Technically, neither Searching or Unfriended: Dark Web were filmed using the Screenlife software that Bekmambetov let me test drive. For Searching, director Aneesh Chaganty pre-edited the film and made an animatic of the whole movie; Unfriended: Dark Web, which shared a post-production office with Searching, was shot over eight days and then primarily shaped over a lengthy post-production process that resembles the work on an animated film. They also feel very different on a tonal and formal level. While the only music in Unfriended: Dark Web comes from songs playing on on-screen apps, Searching features a more conventional score by composer Torin Borrowdale. Unfriended: Dark Web unfolds in real-time like a stage-play; Searching covers a far greater stretch of time.
In addition to serving as a producer on these two movies, Bekmambetov has made his own computer-bound story. For his follow-up to 2016's historical epic Ben-Hur, he used the Screenlife software to film Profile, his upcoming drama about a journalist tracking down an ISIS recruiter online. The film, which debuted earlier this year at the Berlin International Film Festival but hasn't been released in the US yet, will be a significant test for Screenlife. We know horror movies can work, but what about less genre-based material? What types of stories can be told in this format?
Ever the evangelist, Bekmambetov thinks there's no genre that can't be given the Screenlife treatment. He's already produced a romantic comedy, Marja-Lewis Ryan's Liked, and he tells me about a Russian-language farce that he compares to The Hangover called DOB. (The studio also produced Buzzfeed's Future History: 1968 web series, which lets viewers experience historical events through the lens of social media.) Bekmambetov's production company Bazelevs currently has an open call for submissions of potential Screenlife projects and Bekmambetov says, "we have investors to greenlight 14 new movies."

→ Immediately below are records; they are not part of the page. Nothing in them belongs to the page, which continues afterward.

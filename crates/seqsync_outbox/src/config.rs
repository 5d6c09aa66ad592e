//! Outbox configuration.

use seqsync_protocol::ClientId;
use std::time::Duration;

/// History kept for shared clients, which have no single reconnect window.
const SHARED_HISTORY: Duration = Duration::from_secs(30);

/// Configuration for a client outbox.
#[derive(Debug, Clone)]
pub struct OutboxConfig {
    /// Client this outbox serves.
    pub client_id: ClientId,
    /// Explicit history window; derived from the connection timings if unset.
    pub history_duration: Option<Duration>,
    /// Maximum number of history entries.
    pub history_max_length: usize,
    /// Whether the client is shared between several browsers.
    pub shared: bool,
    /// Socket ping interval.
    pub ping_interval: Duration,
    /// Socket ping timeout.
    pub ping_timeout: Duration,
    /// How long the client waits before giving up on a reconnect.
    pub reconnect_timeout: Duration,
    /// Longest wait for new work before the loop re-checks its stop flag.
    pub idle_wait: Duration,
    /// Poll interval while the emitter is disconnected.
    pub disconnected_poll: Duration,
}

impl OutboxConfig {
    /// Creates a configuration for a client.
    pub fn new(client_id: impl Into<String>) -> Self {
        Self {
            client_id: ClientId::new(client_id),
            history_duration: None,
            history_max_length: 1000,
            shared: false,
            ping_interval: Duration::from_secs(25),
            ping_timeout: Duration::from_secs(20),
            reconnect_timeout: Duration::from_secs(3),
            idle_wait: Duration::from_secs(1),
            disconnected_poll: Duration::from_millis(100),
        }
    }

    /// Sets an explicit history window. Zero disables the history.
    pub fn with_history_duration(mut self, duration: Duration) -> Self {
        self.history_duration = Some(duration);
        self
    }

    /// Sets the maximum number of history entries.
    pub fn with_history_max_length(mut self, length: usize) -> Self {
        self.history_max_length = length;
        self
    }

    /// Marks the client as shared.
    pub fn shared(mut self) -> Self {
        self.shared = true;
        self
    }

    /// Sets the socket timings the history window is derived from.
    pub fn with_timings(
        mut self,
        ping_interval: Duration,
        ping_timeout: Duration,
        reconnect_timeout: Duration,
    ) -> Self {
        self.ping_interval = ping_interval;
        self.ping_timeout = ping_timeout;
        self.reconnect_timeout = reconnect_timeout;
        self
    }

    /// Sets the loop wait and poll intervals.
    pub fn with_loop_intervals(mut self, idle_wait: Duration, disconnected_poll: Duration) -> Self {
        self.idle_wait = idle_wait;
        self.disconnected_poll = disconnected_poll;
        self
    }

    /// Returns the effective history window.
    pub fn resolved_history_duration(&self) -> Duration {
        match self.history_duration {
            Some(duration) => duration,
            None if self.shared => SHARED_HISTORY,
            None => self.ping_interval + self.ping_timeout + self.reconnect_timeout,
        }
    }
}

impl Default for OutboxConfig {
    fn default() -> Self {
        Self::new("")
    }
}
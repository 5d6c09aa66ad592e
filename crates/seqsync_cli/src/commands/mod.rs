//! CLI command implementations.

pub mod classify;
pub mod simulate;
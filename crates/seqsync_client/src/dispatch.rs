//! Single-consumer handler queue.

use crate::error::HandlerError;
use crate::monitor::FatalMarker;
use parking_lot::Mutex;
use serde::Serialize;
use std::collections::VecDeque;
use std::future::Future;
use std::panic::{catch_unwind, AssertUnwindSafe};
use std::sync::atomic::{AtomicBool, Ordering};
use std::sync::Arc;
use std::time::Duration;
use tokio::sync::Notify;
use tracing::{debug, error, trace};

/// A bound handler call.
pub type Thunk = Box<dyn FnOnce() -> Result<(), HandlerError> + Send>;

/// The cooperative yield point of the drain loop.
pub trait Yielder: Send + Sync {
    /// Gives the host a chance to run before the next batch.
    fn yield_now(&self) -> impl Future<Output = ()> + Send;
}

/// Yields to the tokio scheduler, optionally sleeping.
#[derive(Debug, Clone, Copy, Default)]
pub struct TaskYielder {
    pause: Duration,
}

impl TaskYielder {
    /// Creates a yielder that sleeps for `pause` (or plainly yields if zero).
    pub fn new(pause: Duration) -> Self {
        Self { pause }
    }
}

impl Yielder for TaskYielder {
    async fn yield_now(&self) {
        if self.pause.is_zero() {
            tokio::task::yield_now().await;
        } else {
            tokio::time::sleep(self.pause).await;
        }
    }
}

/// Counters for the dispatch queue.
#[derive(Debug, Clone, Copy, Default, PartialEq, Eq, Serialize)]
pub struct DispatchStats {
    /// Thunks that ran and succeeded.
    pub executed: u64,
    /// Thunks that returned an error or panicked.
    pub failed: u64,
    /// Thunks dropped because the session was fatal.
    pub skipped: u64,
    /// Cooperative yields taken.
    pub yields: u64,
}

struct Inner {
    items: Mutex<VecDeque<Thunk>>,
    wake: Notify,
    idle: Notify,
    draining: AtomicBool,
    closed: AtomicBool,
    batch_size: usize,
    marker: FatalMarker,
    stats: Mutex<DispatchStats>,
}

/// FIFO of thunks drained by exactly one loop.
///
/// Producers call [`enqueue`](Self::enqueue) from anywhere; one task runs
/// [`run`](Self::run). Handlers execute one at a time in enqueue order. A
/// failing handler is logged and counted, and the loop moves on. Once the
/// fatal marker is set, remaining thunks are dropped without running.
#[derive(Clone)]
pub struct DispatchQueue {
    inner: Arc<Inner>,
}

impl DispatchQueue {
    /// Creates a queue that yields after every `batch_size` handlers.
    pub fn new(batch_size: usize, marker: FatalMarker) -> Self {
        Self {
            inner: Arc::new(Inner {
                items: Mutex::new(VecDeque::new()),
                wake: Notify::new(),
                idle: Notify::new(),
                draining: AtomicBool::new(false),
                closed: AtomicBool::new(false),
                batch_size: batch_size.max(1),
                marker,
                stats: Mutex::new(DispatchStats::default()),
            }),
        }
    }

    /// Appends a thunk to the tail of the queue.
    pub fn enqueue(&self, thunk: Thunk) {
        self.inner.items.lock().push_back(thunk);
        self.inner.wake.notify_one();
    }

    /// Returns the number of pending thunks.
    pub fn len(&self) -> usize {
        self.inner.items.lock().len()
    }

    /// Returns true if nothing is pending.
    pub fn is_empty(&self) -> bool {
        self.inner.items.lock().is_empty()
    }

    /// Returns true while a drain is in progress.
    pub fn is_draining(&self) -> bool {
        self.inner.draining.load(Ordering::Acquire)
    }

    /// Returns a snapshot of the counters.
    pub fn stats(&self) -> DispatchStats {
        *self.inner.stats.lock()
    }

    /// Stops [`run`](Self::run) once the queue is empty.
    pub fn close(&self) {
        self.inner.closed.store(true, Ordering::Release);
        self.inner.wake.notify_one();
    }

    /// Runs pending thunks until the queue is empty.
    ///
    /// Returns at once if another drain is already in progress.
    pub async fn drain<Y: Yielder>(&self, yielder: &Y) {
        if self.inner.draining.swap(true, Ordering::AcqRel) {
            return;
        }

        let mut since_yield = 0usize;
        loop {
            let next = self.inner.items.lock().pop_front();
            let Some(thunk) = next else {
                break;
            };

            self.execute(thunk);
            since_yield += 1;

            if since_yield >= self.inner.batch_size && !self.is_empty() {
                trace!(batch = since_yield, "yielding");
                yielder.yield_now().await;
                self.inner.stats.lock().yields += 1;
                since_yield = 0;
            }
        }

        self.inner.draining.store(false, Ordering::Release);
        self.inner.idle.notify_waiters();
    }

    /// Drains whenever thunks arrive, until closed.
    pub async fn run<Y: Yielder>(self, yielder: Y) {
        loop {
            self.drain(&yielder).await;
            if self.inner.closed.load(Ordering::Acquire) && self.is_empty() {
                debug!("dispatch queue closed");
                break;
            }
            self.inner.wake.notified().await;
        }
    }

    /// Waits until nothing is pending and no drain is running.
    pub async fn wait_idle(&self) {
        loop {
            let notified = self.inner.idle.notified();
            if self.is_empty() && !self.is_draining() {
                return;
            }
            notified.await;
        }
    }

    fn execute(&self, thunk: Thunk) {
        if self.inner.marker.is_set() {
            self.inner.stats.lock().skipped += 1;
            return;
        }

        let result = match catch_unwind(AssertUnwindSafe(thunk)) {
            Ok(result) => result,
            Err(panic) => Err(HandlerError::Panicked(panic_message(panic.as_ref()))),
        };

        let mut stats = self.inner.stats.lock();
        match result {
            Ok(()) => stats.executed += 1,
            Err(err) => {
                stats.failed += 1;
                error!(error = %err, "handler failed");
            }
        }
    }
}

fn panic_message(panic: &(dyn std::any::Any + Send)) -> String {
    if let Some(message) = panic.downcast_ref::<&str>() {
        (*message).to_string()
    } else if let Some(message) = panic.downcast_ref::<String>() {
        message.clone()
    } else {
        "unknown panic".to_string()
    }
}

Beyond discovering new talent, the technique could eventually attract more established filmmakers looking to experiment or bounce back from a costly flop with a low-budget hit. Found footage, the cost-effective horror craze of the last decade, captured the interest of talent like M. Night Shyamalan (The Visit) and Barry Levinson (The Bay). Bekmambetov says he would love to see Michael Bay's version of a Screenlife movie. (Imagine Bad Boys III told via iPhones.) Bekmambetov tells me he'd like to make DuskWatch, the long-rumored third movie in his dark fantasy trilogy, using the Screenlife technology, describing it as "a perfect fit."
There are less immersive ways to dramatize life online. Recent indie hits like Eighth Grade, with its social media odysseys scored to Enya, and Sorry to Bother You, with its third-act twist involving a viral video, have integrated elements of web culture into conventionally shot narratives. As our reliance on the internet as a means of communication grows more intense with each passing year, the movies will likely struggle to catch up in portraying the surreal intimacy and emotional intensity of scrolling on your phone. Young filmmakers raised on the aesthetics of Twitch, YouTube, and Snapchat will inevitably be drawn to less traditional formats. Assuming they still want to make movies.
Though many of these projects explore universal anxieties about technology -- horror and thriller stories require tension -- Bekmambetov doesn't consider himself an especially paranoid person. He doesn't put tape over the camera on his computer. He wears an Apple watch. He says he tried Google Glass and almost crashed his car as a result, but he remains fundamentally hopeful about technology. He's curious by nature.
Towards the end of our conversation, he compares his adventures with Screenlife to the excitement of playing with toys as a child. When he was a young boy, his uncle gave him a toy horse as a present and he cut off its head to see what was inside. "My parents were very angry," he laughs. "They said, 'You destroyed the horse.' But what's happened with Screenlife now very much reminds me of this horse. I'm trying to understand the reality -- the new reality."